The virus sneaks through a loop hole
The inside of the perputium appears to be the loop hole the HIV virus uses as the gateway into the body. It contains less keratin than the penis shaft or the outer foreskin. The Langerhans immunocompetent cells gathering there are just what the pathogen is waiting for. Thus the WHO program UNAIDS urges that as many as possible of the endangered men get circumcized. In Kenya medical personnel gets trained for the cut, in Sambia about 500 men has this surgery over the past few months. But whenever circumcision is part of the initiation rites for native tribes it starts getting difficult to transfer the procedure to a doctor’s office or hospital for hygienic reasons. In other nations, men are afraid that the foreskin amputation might cause a limitation of their virility. In addition the willing need to know and understand that circumcision is no insurance against AIDS and that the virus still can be transferred.
If this procedure really is that effective against infections – not just HIV – why did the quota decrease from 91 to 79 percent in the US? And why are just about 15 percent of the German boys circumcized? The use of the scalpel on the male sexual organ is highly controversial. The psychologist Richard Goldman even sees a connection between the high criminal rate in the US and the shock of cutting a piece of the body off in early childhood. The German organization Eurocirc puts ample protection together with improved esthetics into the argument. A short while ago, the Canadian Urological Association Journal published a juxtaposition of contentions of both sides.

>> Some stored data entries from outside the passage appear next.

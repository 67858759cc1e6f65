//! Wire representation of condition trees and rules.
//!
//! A transport tree is a plain node tree: operator nodes carry
//! `operator`/`left`/`right`, leaf nodes carry the flattened condition
//! descriptor with the context type as a qualified name string. Absent
//! optional fields are omitted on encode and tolerated on decode, where
//! they take their documented defaults.

use std::collections::BTreeMap;

use serde::{Deserialize, Serialize};
use serde_json::Value;

use crate::condition::ConditionKind;
use crate::context::DEFAULT_TENANT;
use crate::rule::DEFAULT_LOCALE;

/// Boolean operator of a transport node.
#[derive(Debug, Clone, Copy, PartialEq, Eq, Serialize, Deserialize)]
pub enum TransportOperator {
    AndAlso,
    OrElse,
}

/// Event descriptor on the wire. The trigger travels as its policy name;
/// unrecognized names decode as `Never`.
#[derive(Debug, Clone, PartialEq, Eq, Serialize, Deserialize)]
#[serde(rename_all = "camelCase", default)]
pub struct TransportEvent {
    pub event_type: String,
    pub trigger: String,
}

impl Default for TransportEvent {
    fn default() -> Self {
        Self {
            event_type: String::new(),
            trigger: "Never".to_string(),
        }
    }
}

/// One node of a transport tree: an operator node or a leaf.
#[derive(Debug, Clone, Default, PartialEq, Serialize, Deserialize)]
#[serde(rename_all = "camelCase", default)]
pub struct TransportNode {
    #[serde(skip_serializing_if = "Option::is_none")]
    pub operator: Option<TransportOperator>,

    #[serde(skip_serializing_if = "Option::is_none")]
    pub left: Option<Box<TransportNode>>,

    #[serde(skip_serializing_if = "Option::is_none")]
    pub right: Option<Box<TransportNode>>,

    #[serde(skip_serializing_if = "Option::is_none")]
    pub condition_name: Option<String>,

    #[serde(skip_serializing_if = "Option::is_none")]
    pub context_type: Option<String>,

    #[serde(skip_serializing_if = "Option::is_none")]
    pub expression: Option<String>,

    #[serde(skip_serializing_if = "Option::is_none")]
    pub failure_message: Option<String>,

    #[serde(skip_serializing_if = "Option::is_none")]
    pub evaluator: Option<String>,

    #[serde(skip_serializing_if = "Option::is_none")]
    pub kind: Option<ConditionKind>,

    #[serde(skip_serializing_if = "BTreeMap::is_empty")]
    pub metadata: BTreeMap<String, String>,

    #[serde(skip_serializing_if = "Option::is_none")]
    pub event: Option<TransportEvent>,
}

/// One condition set on the wire.
#[derive(Debug, Clone, Default, PartialEq, Serialize, Deserialize)]
#[serde(rename_all = "camelCase", default)]
pub struct TransportSet {
    pub name: String,

    #[serde(skip_serializing_if = "Value::is_null")]
    pub value: Value,

    pub root: TransportNode,
}

/// A whole rule on the wire.
#[derive(Debug, Clone, PartialEq, Serialize, Deserialize)]
#[serde(rename_all = "camelCase", default)]
pub struct TransportRule {
    pub name: String,

    /// Qualified name of the rule's value type; `"none"` marks the
    /// void-valued rule.
    pub value_type: String,

    #[serde(skip_serializing_if = "Value::is_null")]
    pub failure_value: Value,

    #[serde(skip_serializing_if = "is_default_tenant")]
    pub tenant: String,

    #[serde(skip_serializing_if = "is_default_locale")]
    pub locale: String,

    #[serde(skip_serializing_if = "std::ops::Not::not")]
    pub disabled: bool,

    pub condition_sets: Vec<TransportSet>,

    #[serde(skip_serializing_if = "Option::is_none")]
    pub event: Option<TransportEvent>,
}

impl Default for TransportRule {
    fn default() -> Self {
        Self {
            name: String::new(),
            value_type: String::new(),
            failure_value: Value::Null,
            tenant: DEFAULT_TENANT.to_string(),
            locale: DEFAULT_LOCALE.to_string(),
            disabled: false,
            condition_sets: Vec::new(),
            event: None,
        }
    }
}

fn is_default_tenant(tenant: &str) -> bool {
    tenant == DEFAULT_TENANT
}

fn is_default_locale(locale: &str) -> bool {
    locale == DEFAULT_LOCALE
}

#[cfg(test)]
mod tests {
    use super::*;

    #[test]
    fn test_operator_node_roundtrips() {
        let node = TransportNode {
            operator: Some(TransportOperator::AndAlso),
            left: Some(Box::new(TransportNode {
                condition_name: Some("IsAdult".to_string()),
                ..Default::default()
            })),
            right: Some(Box::new(TransportNode::default())),
            ..Default::default()
        };
        let json = serde_json::to_string(&node).unwrap();
        assert!(json.contains(r#""operator":"AndAlso""#));
        let back: TransportNode = serde_json::from_str(&json).unwrap();
        assert_eq!(back, node);
    }

    #[test]
    fn test_absent_fields_are_omitted() {
        let node = TransportNode {
            condition_name: Some("IsAdult".to_string()),
            expression: Some("age >= 18".to_string()),
            ..Default::default()
        };
        let json = serde_json::to_string(&node).unwrap();
        assert!(!json.contains("operator"));
        assert!(!json.contains("metadata"));
        assert!(!json.contains("event"));
    }

    #[test]
    fn test_missing_fields_tolerated_on_decode() {
        let rule: TransportRule =
            serde_json::from_str(r#"{"name":"r","valueType":"f64"}"#).unwrap();
        assert_eq!(rule.tenant, DEFAULT_TENANT);
        assert_eq!(rule.locale, DEFAULT_LOCALE);
        assert!(!rule.disabled);
        assert!(rule.condition_sets.is_empty());
        assert!(rule.failure_value.is_null());
    }

    #[test]
    fn test_default_tenant_omitted_on_encode() {
        let rule = TransportRule {
            name: "r".to_string(),
            value_type: "f64".to_string(),
            ..Default::default()
        };
        let json = serde_json::to_string(&rule).unwrap();
        assert!(!json.contains("tenant"));
        assert!(!json.contains("locale"));
        assert!(!json.contains("disabled"));
    }
}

One risk banned, another crops up
According to the latest studies the risk for penis carcinoma is about twenty times higher for men not circumcized than for men with an uncovered glans. Also the risk of developing genital warts and thus the risk of cervical carcinoma for the woman is much higher with an intact foreskin. So Israel has the lowest rate of incidences worldwide.
But the opponents argue that the risk of a penis carcinoma would be nullified by the rate of complications during circumcision. And an appropriate hygiene in the intimate regions would provide an efficient protection. The money for circumcision would be invested here just as well. Unquestioned is the fact that the cut sometimes cannot be avoided for children with phimosis, although minor forms of the narrowing of the preputial orifice can be treated well with steroids also.
Eurocirc reports about an increasing number of women turning to this organization to convince their partner to have the surgery made.
Nonetheless reports and studies of a withering sex life and new highlights balance each other. A biennial prospective study published recently in the British Journal of Urology did not find any significant difference between those two groups.
If the health insurance doesn’t pay
Experts see a definite economic medical advantage only in regions where HIV is spread by heterosexual contacts. So the health insurances pay only in clear indications of phimosis. But in day-to-day life, a solution normally can be found to accommodate parents and grown up men despite the controversial legal situation. In fact many urologists appreciate that for example many muslims take their sons to the physician or the hospital rather than lend a hand themselves with the knife.
May the experts still argue about circumcision of men and boys for medical and religious reasons, yet all groups agree on one thing: For girls this surgery is nothing but an unnecessary and painful mutilation of the female genitals. And according to unconfirmed sources about 7,000 victims still suffer from this destiny in Germany.